Hey attends j’ai un petit privilège avec le handicap, ça doit bien servir à quelque chose ! Parce que oui, les mecs sont souvent des lâches alors même si ils ont envie de te draguer, ils veulent pas d’une personne en situation de handicap, du coup t’es pestiférée. Et c’est génial, l’ostracisation a enfin un avantage !

C’est une illustration de type “partie émergée de l’iceberg” qui est absolument fascinante à observer. Ce comportement signifie : “J’ai toute la place dont j’ai besoin, et si je n’ai pas cette place, je la créée parce que j’en ai envie et que j’y ai droit”.

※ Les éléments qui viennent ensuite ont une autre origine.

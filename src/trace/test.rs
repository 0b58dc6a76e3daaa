use pretty_assertions::assert_eq;

use crate::{
    bson::doc,
    trace::{serialize_command_or_reply, truncate_on_char_boundary},
};

#[test]
fn tracing_truncation() {
    let two_emoji = String::from("🤔🤔");

    let mut s = two_emoji.clone();
    assert_eq!(s.len(), 8);

    truncate_on_char_boundary(&mut s, 0);
    assert_eq!(s, String::from("..."));

    // rounds up to the end of the first emoji
    s.clone_from(&two_emoji);
    truncate_on_char_boundary(&mut s, 1);
    assert_eq!(s, String::from("🤔..."));

    s.clone_from(&two_emoji);
    truncate_on_char_boundary(&mut s, 4);
    assert_eq!(s, String::from("🤔..."));

    s.clone_from(&two_emoji);
    truncate_on_char_boundary(&mut s, 5);
    assert_eq!(s, two_emoji);

    s.clone_from(&two_emoji);
    truncate_on_char_boundary(&mut s, 10);
    assert_eq!(s, two_emoji);
}

#[test]
fn command_truncation() {
    let command = doc! { "getMore": 12_i64, "collection": "coll" };
    let full = serialize_command_or_reply(&command, 1000);
    assert!(full.contains("getMore"));
    assert!(full.contains("coll"));

    let short = serialize_command_or_reply(&command, 5);
    assert!(short.ends_with("..."));
    assert_eq!(short.len(), 8);
}
//! Mixed bulk writes: a list of inserts, updates and deletes executed as a sequence of
//! single-type commands.
//!
//! Requests are grouped into batches of one request type. An ordered bulk write takes the longest
//! run of same-type requests from the front of what is left, so batches execute in input order,
//! and it stops after the first batch that reports a write error. An unordered bulk write takes
//! every remaining request of the type of the first remaining request, and always executes every
//! batch. Each batch keeps an [`IndexMap`] from its own positions back to the caller's indexes,
//! and every result and error reported to the caller uses the caller's indexes.

mod unmixed;

#[cfg(test)]
mod test;

use std::collections::VecDeque;

use tokio_util::sync::CancellationToken;

pub use super::{
    delete::{DeleteLimit, DeleteRequest},
    insert::InsertRequest,
    update::{UpdateModification, UpdateRequest},
};
use self::unmixed::{BatchResult, BulkUnmixedWriteOperation};
use crate::{
    batch::IndexMap,
    binding::WriteBinding,
    bson::Document,
    concern::WriteConcern,
    error::{
        BulkWriteOperationError,
        BulkWriteOperationWriteError,
        Error,
        ErrorKind,
        Result,
        WriteConcernError,
    },
    operation::{RetryableWriteContext, Retryability},
    options::{BulkWriteOptions, Hint, RetrySettings},
    results::{BulkWriteOperationResult, BulkWriteUpsert},
    session::ClientSession,
    trace::BULK_WRITE_TRACING_EVENT_TARGET,
    Namespace,
};

/// The kind of a write request, and of every request in one batch.
#[derive(Clone, Copy, Debug, PartialEq, Eq, Hash, derive_more::Display)]
pub enum WriteRequestType {
    #[display("insert")]
    Insert,
    #[display("update")]
    Update,
    #[display("delete")]
    Delete,
}

impl WriteRequestType {
    /// The name of the command that executes requests of this type.
    pub(crate) fn command_name(self) -> &'static str {
        match self {
            Self::Insert => "insert",
            Self::Update => "update",
            Self::Delete => "delete",
        }
    }

    /// The name of the document sequence holding the command's statements.
    pub(crate) fn sequence_identifier(self) -> &'static str {
        match self {
            Self::Insert => "documents",
            Self::Update => "updates",
            Self::Delete => "deletes",
        }
    }
}

/// One request of a bulk write.
#[derive(Clone, Debug, PartialEq, derive_more::From)]
#[non_exhaustive]
pub enum WriteRequest {
    Insert(InsertRequest),
    Update(UpdateRequest),
    Delete(DeleteRequest),
}

impl WriteRequest {
    pub fn request_type(&self) -> WriteRequestType {
        match self {
            Self::Insert(_) => WriteRequestType::Insert,
            Self::Update(_) => WriteRequestType::Update,
            Self::Delete(_) => WriteRequestType::Delete,
        }
    }

    pub(crate) fn hint(&self) -> Option<&Hint> {
        match self {
            Self::Insert(_) => None,
            Self::Update(update) => update.hint.as_ref(),
            Self::Delete(delete) => delete.hint.as_ref(),
        }
    }

    /// Whether the request may touch more than one document, which rules out retrying it.
    pub(crate) fn is_multi(&self) -> bool {
        match self {
            Self::Insert(_) => false,
            Self::Update(update) => update.multi,
            Self::Delete(delete) => delete.limit == DeleteLimit::Many,
        }
    }

    pub(crate) fn validate(&self) -> Result<()> {
        match self {
            Self::Update(update) => update.validate(),
            Self::Insert(_) | Self::Delete(_) => Ok(()),
        }
    }

    /// The statement sent for this request inside an insert, update or delete command.
    pub(crate) fn to_statement(&self) -> Result<Document> {
        match self {
            Self::Insert(insert) => insert.to_statement(),
            Self::Update(update) => update.to_statement(),
            Self::Delete(delete) => delete.to_statement(),
        }
    }
}

/// Requests of one type gathered from the caller's list.
#[derive(Debug)]
struct Batch {
    request_type: WriteRequestType,
    requests: Vec<WriteRequest>,
    index_map: IndexMap,
    write_concern: WriteConcern,
}

/// Executes a mixed list of write requests against one collection.
#[derive(Clone, Debug)]
pub struct BulkMixedWriteOperation {
    ns: Namespace,
    requests: Vec<WriteRequest>,
    options: BulkWriteOptions,
}

impl BulkMixedWriteOperation {
    pub fn new(
        ns: Namespace,
        requests: impl IntoIterator<Item = WriteRequest>,
        options: impl Into<Option<BulkWriteOptions>>,
    ) -> Self {
        Self {
            ns,
            requests: requests.into_iter().collect(),
            options: options.into().unwrap_or_default(),
        }
    }

    pub fn namespace(&self) -> &Namespace {
        &self.ns
    }

    pub fn requests(&self) -> &[WriteRequest] {
        &self.requests
    }

    pub fn is_ordered(&self) -> bool {
        self.options.is_ordered()
    }

    /// Checks everything that can be checked without contacting a server.
    fn validate(&self, write_concern: &WriteConcern) -> Result<()> {
        if self.requests.is_empty() {
            return Err(Error::invalid_argument(
                "a bulk write must contain at least one request",
            ));
        }
        write_concern.validate()?;
        if !write_concern.is_acknowledged() && self.requests.iter().any(|r| r.hint().is_some()) {
            return Err(Error::invalid_argument(
                "hints are not supported with an unacknowledged write concern",
            ));
        }
        self.requests.iter().try_for_each(WriteRequest::validate)
    }

    /// Selects a writable server through `binding` and executes every batch, in order for an
    /// ordered bulk write.
    ///
    /// Commands of a batch are retried once after a retryable error when both `retry_settings`
    /// and the options allow it, unless the batch contains a multi-document update or delete.
    /// Write errors and write concern errors are reported as an
    /// [`ErrorKind::BulkWrite`] error that carries the result of everything that was processed.
    pub async fn execute(
        &self,
        binding: &dyn WriteBinding,
        session: &mut ClientSession,
        retry_settings: RetrySettings,
        cancellation_token: CancellationToken,
    ) -> Result<BulkWriteOperationResult> {
        let write_concern = self.options.effective_write_concern();
        self.validate(&write_concern)?;

        let retry_requested =
            retry_settings.retry_writes && self.options.retry_requested.unwrap_or(true);
        let mut context =
            RetryableWriteContext::create(binding, session, retry_requested, cancellation_token)
                .await?;

        let mut remaining: VecDeque<(usize, WriteRequest)> =
            self.requests.iter().cloned().enumerate().collect();
        let mut results = Vec::new();
        while let Some(batch) = self.next_batch(&mut remaining, &write_concern) {
            tracing::debug!(
                target: BULK_WRITE_TRACING_EVENT_TARGET,
                requestType = %batch.request_type,
                requestCount = batch.requests.len(),
                remaining = remaining.len(),
                "Executing bulk write batch"
            );
            let retryability = if batch.requests.iter().any(WriteRequest::is_multi) {
                Retryability::None
            } else {
                Retryability::Write
            };
            let operation = BulkUnmixedWriteOperation::new(
                &self.ns,
                batch.request_type,
                batch.requests,
                &self.options,
                batch.write_concern,
                retryability,
            );
            let result = operation.execute(&mut context, &batch.index_map).await?;
            let stop = self.is_ordered() && !result.write_errors.is_empty();
            results.push(result);
            if stop {
                break;
            }
        }

        self.combine(results, remaining, &write_concern)
    }

    /// Takes the next batch off the front of `remaining`.
    fn next_batch(
        &self,
        remaining: &mut VecDeque<(usize, WriteRequest)>,
        write_concern: &WriteConcern,
    ) -> Option<Batch> {
        let request_type = remaining.front()?.1.request_type();

        let (index_map, requests) = if self.is_ordered() {
            let count = remaining
                .iter()
                .take_while(|(_, request)| request.request_type() == request_type)
                .count();
            let original_offset = remaining.front().map_or(0, |(index, _)| *index);
            let requests: Vec<WriteRequest> =
                remaining.drain(..count).map(|(_, request)| request).collect();
            (IndexMap::range(0, original_offset, count), requests)
        } else {
            let (matching, rest): (VecDeque<_>, VecDeque<_>) = std::mem::take(remaining)
                .into_iter()
                .partition(|(_, request)| request.request_type() == request_type);
            *remaining = rest;
            let index_map = matching
                .iter()
                .enumerate()
                .fold(IndexMap::dictionary(), |map, (batch_index, (original_index, _))| {
                    map.add(batch_index, *original_index)
                });
            (
                index_map,
                matching.into_iter().map(|(_, request)| request).collect(),
            )
        };

        // A later batch of an ordered write must not start before this one has completed.
        let write_concern =
            if !write_concern.is_acknowledged() && self.is_ordered() && !remaining.is_empty() {
                WriteConcern::w1()
            } else {
                write_concern.clone()
            };

        Some(Batch {
            request_type,
            requests,
            index_map,
            write_concern,
        })
    }

    /// Merges the batch results into the caller facing result, or into the error reporting the
    /// write failures.
    fn combine(
        &self,
        results: Vec<BatchResult>,
        never_sent: VecDeque<(usize, WriteRequest)>,
        write_concern: &WriteConcern,
    ) -> Result<BulkWriteOperationResult> {
        let request_count = self.requests.len();
        let mut processed: Vec<(usize, WriteRequest)> = Vec::new();
        let mut unprocessed: Vec<(usize, WriteRequest)> = never_sent.into_iter().collect();
        let mut write_errors: Vec<BulkWriteOperationWriteError> = Vec::new();
        let mut write_concern_error: Option<WriteConcernError> = None;
        let mut upserts: Vec<BulkWriteUpsert> = Vec::new();
        let (mut inserted_count, mut matched_count, mut deleted_count) = (0, 0, 0);
        let mut modified_count = Some(0);

        for result in results {
            match result.request_type {
                WriteRequestType::Insert => inserted_count += result.n,
                WriteRequestType::Delete => deleted_count += result.n,
                WriteRequestType::Update => {
                    matched_count += result.n - result.upserts.len() as i64;
                    modified_count = match (modified_count, result.n_modified) {
                        (Some(total), Some(n_modified)) => Some(total + n_modified),
                        _ => None,
                    };
                }
            }
            processed.extend(result.processed);
            unprocessed.extend(result.unprocessed);
            write_errors.extend(result.write_errors);
            upserts.extend(result.upserts);
            if result.write_concern_error.is_some() {
                write_concern_error = result.write_concern_error;
            }
        }

        processed.sort_by_key(|(index, _)| *index);
        unprocessed.sort_by_key(|(index, _)| *index);
        write_errors.sort_by_key(|error| error.index);
        upserts.sort_by_key(|upsert| upsert.index);
        let processed_requests = processed.into_iter().map(|(_, request)| request).collect();

        let result = if write_concern.is_acknowledged() {
            BulkWriteOperationResult::Acknowledged {
                request_count,
                processed_requests,
                inserted_count,
                matched_count,
                deleted_count,
                modified_count,
                upserts,
            }
        } else {
            BulkWriteOperationResult::Unacknowledged {
                request_count,
                processed_requests,
            }
        };

        if write_errors.is_empty() && write_concern_error.is_none() {
            return Ok(result);
        }
        Err(ErrorKind::BulkWrite(BulkWriteOperationError {
            result,
            write_errors,
            write_concern_error,
            unprocessed_requests: unprocessed.into_iter().map(|(_, request)| request).collect(),
        })
        .into())
    }
}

Ce qui est surtout frappant c’est de constater ici comment pensent les hommes : ils sont seuls et uniques au monde. Le reste de l’univers est un spectacle de marionnettes excessivement élaboré dans lequel interviennent des protagonistes payés pour ça. Lui est dans la position d’observateur et de client qui a payé sa place, hors de la scène, à l’abri sur son siège quand Guignol se fait poucave pour une barrette de shit. Les acteurs ne sont pas vraiment réels : une conscience diffuse et dissimulée manipule les comportement de tous les personnages qui ont l’air de se mouvoir d’eux-mêmes mais sans maîtrise de leur environnement. Ce sont des marionnettes, elles n’ont pas d’âme, pas d’émotion, sont là pour le show, juste pour son bon plaisir.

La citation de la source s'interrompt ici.